Le chapitre IV, consacré à la gouvernance des établissements publics de santé, conserve également certaines dispositions importantes. L’article 5 réhabilite ainsi le rôle et la place du service au sein de l’hôpital. L’article 10 prévoit en outre de lutter contre les abus liés à l’intérim médical, qui grèvent les finances des établissements publics. L’article 14, enfin, inscrit dans la loi la création d’une plateforme numérique d’information et de services à destination des personnes handicapées, plateforme qui a été déployée en mai dernier et qui poursuivra sa montée en puissance.

À l’inverse, certaines dispositions que nous pensions nécessaires ont été supprimées. Nous le regrettons et proposerons d’en rétablir quelques-unes.

C’est le cas notamment de l’article 1er qui visait la remise d’un rapport consacré à la pratique avancée et aux protocoles de coopération. Cet article étant le fruit d’un compromis, nous proposerons de revenir sur sa suppression, tant il nous paraît essentiel d’avancer sur le sujet.

L’article 4 bis tendait, quant à lui, à instaurer un cadre légal pour l’intervention individuelle de praticiens bénévoles dans les établissements publics de santé. Nous proposerons de réintégrer cette disposition en apportant un certain nombre de garanties concernant leur formation et leur encadrement.

Nous proposerons par ailleurs de revenir sur la suppression de l’article 11 consacré à la création d’un projet managérial participatif à l’hôpital, article auquel nous proposons d’ajouter un volet numérique. Cet outil nous semble en effet aller dans le sens d’une meilleure gestion des hôpitaux et, donc, de la simplification de notre système de santé.

Pour finir, nous proposerons d’inscrire dans la loi l’importance de mettre en place, au sein des GHT, un système d’information convergent et interopérable, afin d’accélérer le développement du numérique dans le secteur de la santé.

Mes chers collègues, conscient des avancées figurant dans ce texte autant que des modifications apportées par la commission des affaires sociales, mais également conscient des postures parfois très politiques – il faut le dire – qui continuent d’émailler l’examen de cette proposition de loi, constatant enfin l’usage très généreux qui a été fait de l’article 45 de la Constitution, le groupe RDPI réservera son vote en l’absence d’avancées significatives.

Mme la présidente. La parole est à Mme Corinne Imbert. (Applaudissements sur les travées du groupe Les Républicains.)

Mme Corinne Imbert. Madame la présidente, monsieur le ministre, mes chers collègues, nous entamons l’examen de la proposition de loi visant à améliorer le système de santé par la confiance et la simplification.

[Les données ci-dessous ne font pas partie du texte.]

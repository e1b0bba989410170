//! Transaction ids and nonces, and checking that a response belongs to the
//! request that caused it.
use std::fmt;

use rand::rngs::StdRng;
use rand::{RngCore, SeedableRng};

use crate::scep::msg::PkiHeader;
use crate::scep::types::{Nonce, TransactionId};

//------------ TransactionCorrelator -----------------------------------------

/// Hands out transaction ids and sender nonces.
///
/// The random source is explicit so that tests can use a seeded one.
pub struct TransactionCorrelator<R = StdRng> {
    rng: R,
}

impl TransactionCorrelator<StdRng> {
    pub fn new() -> Self {
        Self::with_rng(StdRng::from_os_rng())
    }
}

impl Default for TransactionCorrelator<StdRng> {
    fn default() -> Self {
        Self::new()
    }
}

impl<R: RngCore> TransactionCorrelator<R> {
    pub fn with_rng(rng: R) -> Self {
        TransactionCorrelator { rng }
    }

    /// A fresh transaction id and sender nonce for a new attempt.
    pub fn new_attempt(&mut self) -> Correlation {
        let transaction_id = TransactionId::random(&mut self.rng);
        self.resume(transaction_id)
    }

    /// A fresh sender nonce for another message in an existing transaction.
    pub fn resume(&mut self, transaction_id: TransactionId) -> Correlation {
        Correlation {
            transaction_id,
            sender_nonce: Nonce::random(&mut self.rng),
        }
    }
}

//------------ Correlation ---------------------------------------------------

/// What we sent, to compare the response against.
#[derive(Clone, Debug, Eq, PartialEq)]
pub struct Correlation {
    transaction_id: TransactionId,
    sender_nonce: Nonce,
}

impl Correlation {
    pub fn new(transaction_id: TransactionId, sender_nonce: Nonce) -> Self {
        Correlation {
            transaction_id,
            sender_nonce,
        }
    }

    pub fn transaction_id(&self) -> &TransactionId {
        &self.transaction_id
    }

    pub fn sender_nonce(&self) -> &Nonce {
        &self.sender_nonce
    }

    /// Checks that the response echoes our transaction id and nonce.
    ///
    /// A mismatch is reported, not enforced: whether the certificate was
    /// issued is up to the CA's status.
    pub fn verify(&self, response: &PkiHeader) -> Result<(), Vec<CorrelationWarning>> {
        let mut warnings = vec![];

        if response.transaction_id() != Some(&self.transaction_id) {
            warnings.push(CorrelationWarning::TransactionIdMismatch {
                sent: self.transaction_id.clone(),
                received: response.transaction_id().cloned(),
            });
        }

        if response.recipient_nonce() != Some(&self.sender_nonce) {
            warnings.push(CorrelationWarning::NonceMismatch {
                sent: self.sender_nonce.clone(),
                received: response.recipient_nonce().cloned(),
            });
        }

        if warnings.is_empty() {
            Ok(())
        } else {
            Err(warnings)
        }
    }
}

//------------ CorrelationWarning --------------------------------------------

#[derive(Clone, Debug, Eq, PartialEq)]
pub enum CorrelationWarning {
    TransactionIdMismatch {
        sent: TransactionId,
        received: Option<TransactionId>,
    },
    NonceMismatch {
        sent: Nonce,
        received: Option<Nonce>,
    },
}

impl fmt::Display for CorrelationWarning {
    fn fmt(&self, f: &mut fmt::Formatter) -> fmt::Result {
        match self {
            CorrelationWarning::TransactionIdMismatch { sent, received } => match received {
                Some(received) => write!(
                    f,
                    "transaction id mismatch: sent '{}', received '{}'",
                    sent, received
                ),
                None => write!(f, "response has no transaction id, sent '{}'", sent),
            },
            CorrelationWarning::NonceMismatch { sent, received } => match received {
                Some(received) => write!(
                    f,
                    "recipient nonce {} does not match sender nonce {}",
                    received, sent
                ),
                None => write!(f, "response has no recipient nonce, sent nonce {}", sent),
            },
        }
    }
}

//------------ Tests ---------------------------------------------------------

Monsieur le ministre, alors que vous nous aviez habitués à présenter des textes qui n’avaient pas toujours les moyens de leurs ambitions, nous avons découvert avec étonnement un texte qui n’avait pas les ambitions de son titre !

Le Ségur de la santé, qui a eu lieu entre mai et juillet derniers, s’annonçait pourtant prometteur. Or cette proposition de loi, présentée comme la traduction législative des mesures issues de cet accord qui ne relèvent pas du domaine budgétaire, est plus que décevante. Nous ne pouvons que le regretter.

La crise sanitaire a de nouveau illustré la lourde tâche qui incombe quotidiennement aux professionnels de santé. Il est devenu urgent de revaloriser ces professions à la hauteur de la responsabilité qui est la leur.

Toutes les voies possibles ont été explorées, afin de recueillir le maximum de points de vue et de témoignages : concertations, groupes de travail, consultations en ligne. Plusieurs thématiques avaient été déterminées à l’avance, afin de déterminer les objectifs et les solutions proposées pour répondre aux malaises des personnels soignants.

À l’image du grand débat national, la méthode utilisée lors de ce Ségur était annonciatrice des limites qui seraient atteintes lors de la traduction législative de ces enjeux primordiaux. En effet, monsieur le ministre, nous sommes plusieurs dans cet hémicycle à vous avoir alerté sur les conséquences prévisibles d’une limitation du Ségur de la santé à certaines professions de santé et, en particulier, sur le fait d’exclure les professions de santé libérales.

À l’image de son cheminement, cette proposition de loi est hospitalo-centrée. Elle ne saisit pas l’essence même des difficultés rencontrées quotidiennement par nos concitoyens en matière d’accès aux soins. Notre système de santé est un tout. On ne peut pas prétendre le simplifier en se limitant à certaines professions. Cela crée au minimum de l’incompréhension et provoque, dans le pire des cas, un profond sentiment d’iniquité et de colère.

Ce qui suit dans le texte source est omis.